This application integrates a PDF chat functionality using LanceDB with advanced RAG (Retrieval-Augmented Generation) methods and leverages the Paler Text-to-Speech (TTS) model for audio output.
It is designed to enable high-quality text and speech interaction with PDF documents.
Hybrid Search: Combines vector-based and keyword searches to improve result relevance.
Full-Text Search (FTS): Utilizes Tavity for enhanced text search capabilities within documents.
Colbert Reranker: Improves the accuracy of search results by reranking them based on relevance.
Langchain Prompts: Controls LLM (Large Language Model) outputs using customized prompts for more tailored interactions.
Paler Text-to-Speech (TTS): A lightweight, high-quality TTS model that mimics various speech styles and attributes.
Clone the repository and install the required packages:
pip install -r requirements.txt
Start the application by running the main script.
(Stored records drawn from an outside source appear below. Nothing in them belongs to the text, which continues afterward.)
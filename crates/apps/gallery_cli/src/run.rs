use crate::cli::Command;
use crate::source::Source;
use app_state::GalleryConfig;
use chrono::{DateTime, Utc};
use color_eyre::eyre::{Result, eyre};
use common_services::AccessError;
use common_services::access::{children, resolve_one, smart_album_photos, top_level};
use common_services::presenter::{PhotoResponse, present, present_all, present_photo};
use common_services::search::split_terms;
use common_types::{Photo, ViewerContext};
use serde_json::Value;
use tracing::instrument;

/// Runs one command and returns the JSON a client would receive.
#[instrument(skip(source, config, now))]
pub async fn run_command(
    command: &Command,
    source: &Source,
    viewer: &ViewerContext,
    config: &GalleryConfig,
    now: DateTime<Utc>,
) -> Result<Value> {
    let value = match command {
        Command::Albums { parent: None } => {
            let albums = source
                .albums(viewer, config)
                .await
                .inspect_err(AccessError::log)?;
            let resolved = top_level(albums, viewer, config);
            serde_json::to_value(present_all(&resolved, viewer, config)?)?
        }
        Command::Albums {
            parent: Some(parent_id),
        } => {
            let albums = source
                .children(parent_id, viewer, config)
                .await
                .inspect_err(AccessError::log)?;
            let resolved = children(parent_id, albums, viewer, config);
            serde_json::to_value(present_all(&resolved, viewer, config)?)?
        }
        Command::Album { id } => {
            let resolved = source
                .album(id, viewer, config)
                .await
                .inspect_err(AccessError::log)?
                .and_then(|album| resolve_one(album, viewer, config))
                .ok_or_else(|| eyre!("Album {id} not found"))?;
            serde_json::to_value(present(&resolved, viewer, config)?)?
        }
        Command::Search { query } => {
            let terms = split_terms(query);
            let photos = source
                .search(&terms, viewer, config)
                .await
                .inspect_err(AccessError::log)?;
            serde_json::to_value(present_sorted(photos.iter()))?
        }
        Command::Smart { kind } => {
            let albums = source
                .albums(viewer, config)
                .await
                .inspect_err(AccessError::log)?;
            let photos = source
                .search(&[], viewer, config)
                .await
                .inspect_err(AccessError::log)?;
            let found = smart_album_photos(*kind, &photos, &albums, viewer, config, now);
            serde_json::to_value(present_sorted(found.into_iter()))?
        }
    };
    Ok(value)
}

/// Search results carry no order of their own, so output is sorted by id.
fn present_sorted<'a>(photos: impl Iterator<Item = &'a Photo>) -> Vec<PhotoResponse> {
    let mut presented: Vec<PhotoResponse> = photos.map(present_photo).collect();
    presented.sort_by(|a, b| a.id.cmp(&b.id));
    presented
}
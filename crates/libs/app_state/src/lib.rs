#![deny(clippy::unwrap_used)]
#![allow(
    clippy::missing_errors_doc,
    clippy::missing_panics_doc,
    clippy::struct_excessive_bools
)]

mod config_store;
mod error;
mod gallery_config;
mod load_settings;
mod raw_settings;
mod settings;

pub use config_store::*;
pub use error::*;
pub use gallery_config::*;
pub use load_settings::*;
pub use raw_settings::*;
pub use settings::*;
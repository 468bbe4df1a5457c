use serde::{Deserialize, Serialize};
use std::collections::HashSet;
use std::fmt;
use std::fmt::Display;
use utoipa::ToSchema;

#[derive(Debug, Clone, Copy, Serialize, Deserialize, ToSchema, PartialEq, Eq, Hash)]
#[serde(rename_all = "lowercase")]
pub enum ViewerRole {
    Anonymous,
    User,
    Admin,
}

impl Display for ViewerRole {
    fn fmt(&self, f: &mut fmt::Formatter<'_>) -> fmt::Result {
        let s = match self {
            Self::Anonymous => "anonymous",
            Self::User => "user",
            Self::Admin => "admin",
        };
        f.write_str(s)
    }
}

/// The identity a request is evaluated for.
///
/// Built once per request by the session layer and never mutated afterwards.
/// The constructors keep `user_id` present for every role except
/// [`ViewerRole::Anonymous`].
#[derive(Debug, Clone, PartialEq, Eq)]
pub struct ViewerContext {
    role: ViewerRole,
    user_id: Option<i32>,
    can_upload: bool,
    unlocked_albums: HashSet<String>,
}

impl ViewerContext {
    #[must_use]
    pub fn anonymous() -> Self {
        Self {
            role: ViewerRole::Anonymous,
            user_id: None,
            can_upload: false,
            unlocked_albums: HashSet::new(),
        }
    }

    #[must_use]
    pub fn user(user_id: i32, can_upload: bool) -> Self {
        Self {
            role: ViewerRole::User,
            user_id: Some(user_id),
            can_upload,
            unlocked_albums: HashSet::new(),
        }
    }

    /// Admins can always upload.
    #[must_use]
    pub fn admin(user_id: i32) -> Self {
        Self {
            role: ViewerRole::Admin,
            user_id: Some(user_id),
            can_upload: true,
            unlocked_albums: HashSet::new(),
        }
    }

    /// Albums this session already unlocked with their password.
    #[must_use]
    pub fn with_unlocked_albums<I, S>(mut self, album_ids: I) -> Self
    where
        I: IntoIterator<Item = S>,
        S: Into<String>,
    {
        self.unlocked_albums
            .extend(album_ids.into_iter().map(Into::into));
        self
    }

    #[must_use]
    pub const fn role(&self) -> ViewerRole {
        self.role
    }

    #[must_use]
    pub const fn user_id(&self) -> Option<i32> {
        self.user_id
    }

    #[must_use]
    pub const fn is_admin(&self) -> bool {
        matches!(self.role, ViewerRole::Admin)
    }

    #[must_use]
    pub const fn is_logged_in(&self) -> bool {
        !matches!(self.role, ViewerRole::Anonymous)
    }

    #[must_use]
    pub const fn can_upload(&self) -> bool {
        self.can_upload
    }

    #[must_use]
    pub fn has_unlocked(&self, album_id: &str) -> bool {
        self.unlocked_albums.contains(album_id)
    }
}
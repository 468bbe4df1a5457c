//! Who may see which album or photo.
//!
//! Rules, first match wins:
//! 1. Admins see everything.
//! 2. Logged-in users see every non-hidden album in single library mode.
//!    Otherwise they see albums they own, albums shared with them, and public
//!    non-hidden albums.
//! 3. Anonymous viewers see public non-hidden albums.
//!
//! Password protection and `requires_link` are not part of visibility. They
//! gate a separate unlock step on albums that are already visible.

use super::{AlbumFilter, PhotoFilter, PhotoVisibility};
use app_state::GalleryConfig;
use common_types::{Album, Photo, ViewerContext, ViewerRole};
use std::collections::HashSet;

/// The album predicate for this viewer, in a form that can be pushed down.
#[must_use]
pub fn album_visibility_filter(viewer: &ViewerContext, config: &GalleryConfig) -> AlbumFilter {
    match (viewer.role(), viewer.user_id()) {
        (ViewerRole::Admin, _) => AlbumFilter::All,
        (ViewerRole::User, Some(_)) if config.single_library => AlbumFilter::Viewable,
        (ViewerRole::User, Some(user_id)) => AlbumFilter::Any(vec![
            AlbumFilter::OwnedBy(user_id),
            AlbumFilter::SharedWith(user_id),
            AlbumFilter::PubliclyViewable,
        ]),
        // Without an id nothing can be owned or shared, so only public albums remain.
        (ViewerRole::User, None) | (ViewerRole::Anonymous, _) => AlbumFilter::PubliclyViewable,
    }
}

#[must_use]
pub fn is_album_visible(album: &Album, viewer: &ViewerContext, config: &GalleryConfig) -> bool {
    album_visibility_filter(viewer, config).matches(album)
}

/// Ids of the albums in `albums` this viewer may see.
#[must_use]
pub fn visible_album_ids<'a>(
    albums: &'a [Album],
    viewer: &ViewerContext,
    config: &GalleryConfig,
) -> HashSet<&'a str> {
    album_visibility_filter(viewer, config).matching_ids(albums)
}

/// Photos this viewer may see outside of album visibility.
///
/// Admins get every unsorted photo, uploaders their own unsorted photos, and
/// everybody else public photos unless those are hidden by configuration.
#[must_use]
pub fn unsorted_or_public_filter(viewer: &ViewerContext, config: &GalleryConfig) -> PhotoFilter {
    if viewer.is_admin() {
        return PhotoFilter::Unsorted;
    }
    if viewer.can_upload() {
        return viewer
            .user_id()
            .map_or(PhotoFilter::Nothing, PhotoFilter::UnsortedOwnedBy);
    }
    if config.public_photos_hidden {
        PhotoFilter::Nothing
    } else {
        PhotoFilter::Public
    }
}

#[must_use]
pub fn photo_visibility(viewer: &ViewerContext, config: &GalleryConfig) -> PhotoVisibility {
    PhotoVisibility {
        albums: album_visibility_filter(viewer, config),
        unsorted_or_public: unsorted_or_public_filter(viewer, config),
    }
}

/// `visible_album_ids` is the output of [`visible_album_ids`] for the same
/// viewer and config.
#[must_use]
pub fn is_photo_visible(
    photo: &Photo,
    visible_album_ids: &HashSet<&str>,
    viewer: &ViewerContext,
    config: &GalleryConfig,
) -> bool {
    photo_visibility(viewer, config).matches(photo, visible_album_ids)
}

#[cfg(test)]
mod tests {
    use super::*;
    use std::collections::BTreeSet;

    fn album(owner_id: i32, is_public: bool, viewable: bool, shared_with: &[i32]) -> Album {
        Album::builder()
            .id("1")
            .title("Album")
            .owner_id(owner_id)
            .is_public(is_public)
            .viewable(viewable)
            .shared_with(shared_with.iter().copied().collect::<BTreeSet<_>>())
            .build()
    }

    /// Every combination of the flags that matter, owned by 5 and optionally shared with 7.
    fn all_albums() -> Vec<Album> {
        let mut albums = vec![];
        for is_public in [false, true] {
            for viewable in [false, true] {
                for shared_with in [&[][..], &[7][..]] {
                    albums.push(album(5, is_public, viewable, shared_with));
                }
            }
        }
        albums
    }

    fn single_library() -> GalleryConfig {
        GalleryConfig {
            single_library: true,
            ..GalleryConfig::default()
        }
    }

    #[test]
    fn test_filter_per_role() {
        let multi = GalleryConfig::default();
        let single = GalleryConfig {
            single_library: true,
            ..GalleryConfig::default()
        };
        let user = ViewerContext::user(7, false);

        assert_eq!(
            album_visibility_filter(&user, &multi),
            AlbumFilter::Any(vec![
                AlbumFilter::OwnedBy(7),
                AlbumFilter::SharedWith(7),
                AlbumFilter::PubliclyViewable,
            ])
        );
        assert_eq!(album_visibility_filter(&user, &single), AlbumFilter::Viewable);
        assert_eq!(
            album_visibility_filter(&ViewerContext::anonymous(), &single),
            AlbumFilter::PubliclyViewable
        );
        assert_eq!(
            album_visibility_filter(&ViewerContext::admin(1), &multi),
            AlbumFilter::All
        );
    }

    #[test]
    fn test_admin_sees_everything() {
        let admin = ViewerContext::admin(1);
        for config in [GalleryConfig::default(), single_library()] {
            for album in all_albums() {
                assert!(is_album_visible(&album, &admin, &config));
            }
        }
    }

    #[test]
    fn test_anonymous_sees_public_viewable_only() {
        let anonymous = ViewerContext::anonymous();
        for config in [GalleryConfig::default(), single_library()] {
            for album in all_albums() {
                assert_eq!(
                    is_album_visible(&album, &anonymous, &config),
                    album.is_public && album.viewable
                );
            }
        }
    }

    #[test]
    fn test_single_library_ignores_ownership() {
        let config = single_library();
        for user in [ViewerContext::user(5, true), ViewerContext::user(7, false), ViewerContext::user(8, false)] {
            for album in all_albums() {
                assert_eq!(is_album_visible(&album, &user, &config), album.viewable);
            }
        }
    }

    #[test]
    fn test_multi_library_rules() {
        let config = GalleryConfig::default();
        for user_id in [5, 7, 8] {
            let user = ViewerContext::user(user_id, false);
            for album in all_albums() {
                let expected = album.owner_id == user_id
                    || album.shared_with.contains(&user_id)
                    || (album.is_public && album.viewable);
                assert_eq!(is_album_visible(&album, &user, &config), expected);
            }
        }
    }

    #[test]
    fn test_sharing_scenario() {
        let config = GalleryConfig::default();
        let viewer = ViewerContext::user(7, false);

        assert!(!is_album_visible(&album(5, false, true, &[]), &viewer, &config));
        assert!(is_album_visible(&album(5, false, true, &[7]), &viewer, &config));
    }

    #[test]
    fn test_password_does_not_affect_visibility() {
        let mut locked = album(5, true, true, &[]);
        locked.has_password = true;
        locked.requires_link = true;

        assert!(is_album_visible(&locked, &ViewerContext::anonymous(), &GalleryConfig::default()));
    }

    #[test]
    fn test_unsorted_or_public() {
        let hidden = GalleryConfig::default();
        let shown = GalleryConfig {
            public_photos_hidden: false,
            ..GalleryConfig::default()
        };

        assert_eq!(unsorted_or_public_filter(&ViewerContext::admin(1), &hidden), PhotoFilter::Unsorted);
        assert_eq!(
            unsorted_or_public_filter(&ViewerContext::user(3, true), &shown),
            PhotoFilter::UnsortedOwnedBy(3)
        );
        assert_eq!(unsorted_or_public_filter(&ViewerContext::user(4, false), &shown), PhotoFilter::Public);
        assert_eq!(unsorted_or_public_filter(&ViewerContext::user(4, false), &hidden), PhotoFilter::Nothing);
        assert_eq!(unsorted_or_public_filter(&ViewerContext::anonymous(), &shown), PhotoFilter::Public);
    }

    #[test]
    fn test_unsorted_photo_scenario() {
        let config = GalleryConfig::default();
        let photo = Photo::builder().id("9").owner_id(3).build();
        let no_albums = HashSet::new();

        assert!(is_photo_visible(&photo, &no_albums, &ViewerContext::user(3, true), &config));
        assert!(!is_photo_visible(&photo, &no_albums, &ViewerContext::user(4, false), &config));
    }

    #[test]
    fn test_photo_follows_album() {
        let config = GalleryConfig::default();
        let albums = vec![album(5, false, true, &[7])];
        let photo = Photo::builder().id("p1").owner_id(5).album_id("1").build();

        let shared = ViewerContext::user(7, false);
        let stranger = ViewerContext::user(8, false);

        assert!(is_photo_visible(&photo, &visible_album_ids(&albums, &shared, &config), &shared, &config));
        assert!(!is_photo_visible(&photo, &visible_album_ids(&albums, &stranger, &config), &stranger, &config));
    }
}
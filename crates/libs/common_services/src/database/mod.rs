//! Postgres collaborators that load albums and photos with the visibility
//! predicate pushed down into the query.
//!
//! Expected relations: `album` (one row per album, `album_kind` is `plain` or
//! `tag`), `album_shared_user (album_id, user_id)`, `photo` and `app_user`.

mod album_store;
mod error;
mod photo_store;
mod rows;
mod utils;

pub use album_store::*;
pub use error::*;
pub use photo_store::*;
pub use rows::*;
pub use utils::*;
This will launch a Gradio interface accessible via a web browser:
create .env
file & pass the openai_api_key. or simply rename the .env-example
file to .env
python3 main.py # Gradio app will run
The application provides two types of outputs from the processed PDF documents:
Text: Extracted and processed text displayed in a user-friendly format. Audio: Natural sounding speech generated from the text, customizable by speaker characteristics such as gender and pitch.